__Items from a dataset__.
━━━━━━━━━━━━━━━━

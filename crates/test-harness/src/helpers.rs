//! Helper functions: error type, tracing setup, scene geometry.

use std::sync::Once;

use tracing_subscriber::EnvFilter;
use weld_geom::{Point3d, Vec3};

// ── Error Type ──────────────────────────────────────────────────────────────

/// Unified error type for the test harness.
#[derive(Debug, thiserror::Error)]
pub enum HarnessError {
    #[error("feature not found: {name}")]
    FeatureNotFound { name: String },

    #[error("part not found: {name}")]
    PartNotFound { name: String },

    #[error("no {what} on part {part}")]
    TopologyNotFound { part: String, what: String },

    #[error("no result for feature: {name}")]
    NoResult { name: String },

    #[error("assertion failed: {detail}")]
    AssertionFailed { detail: String },

    #[error("kernel error: {0}")]
    Kernel(String),

    #[error("engine error: {0}")]
    Engine(String),

    #[error("format error: {0}")]
    Format(String),

    #[error("duplicate name: {name}")]
    DuplicateName { name: String },
}

// ── Tracing ─────────────────────────────────────────────────────────────────

static TRACING: Once = Once::new();

/// Install a test subscriber once per process. `RUST_LOG` selects the
/// level, e.g. `RUST_LOG=weld_ops=debug`.
pub fn init_tracing() {
    TRACING.call_once(|| {
        let _ = tracing_subscriber::fmt()
            .with_env_filter(
                EnvFilter::try_from_default_env().unwrap_or_else(|_| EnvFilter::new("warn")),
            )
            .with_test_writer()
            .try_init();
    });
}

// ── Geometry ────────────────────────────────────────────────────────────────

pub fn point(p: [f64; 3]) -> Point3d {
    Point3d::new(p[0], p[1], p[2])
}

/// Degrees to radians, for readable weld angles.
pub fn deg(degrees: f64) -> f64 {
    degrees.to_radians()
}

/// Axis-aligned face directions, named the way tests talk about plates.
#[derive(Debug, Clone, Copy, PartialEq, Eq)]
pub enum Side {
    PlusX,
    MinusX,
    PlusY,
    MinusY,
    Top,
    Bottom,
}

impl Side {
    pub fn normal(self) -> Vec3 {
        match self {
            Side::PlusX => Vec3::X,
            Side::MinusX => -Vec3::X,
            Side::PlusY => Vec3::Y,
            Side::MinusY => -Vec3::Y,
            Side::Top => Vec3::Z,
            Side::Bottom => -Vec3::Z,
        }
    }
}

#[cfg(test)]
mod tests {
    use super::*;

    #[test]
    fn sides_are_unit_axes() {
        for side in [Side::PlusX, Side::MinusX, Side::PlusY, Side::MinusY, Side::Top, Side::Bottom] {
            assert!((side.normal().length() - 1.0).abs() < 1e-12);
        }
        assert_eq!(Side::Bottom.normal(), -Side::Top.normal());
    }

    #[test]
    fn init_tracing_is_idempotent() {
        init_tracing();
        init_tracing();
    }
}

━━━━━━━━━━━━━━━━

When a line in the records contains the string "PlusX", it counts; state how many lines count, with no other words.

__RESPONSE FOR THIS EXERCISE__.
3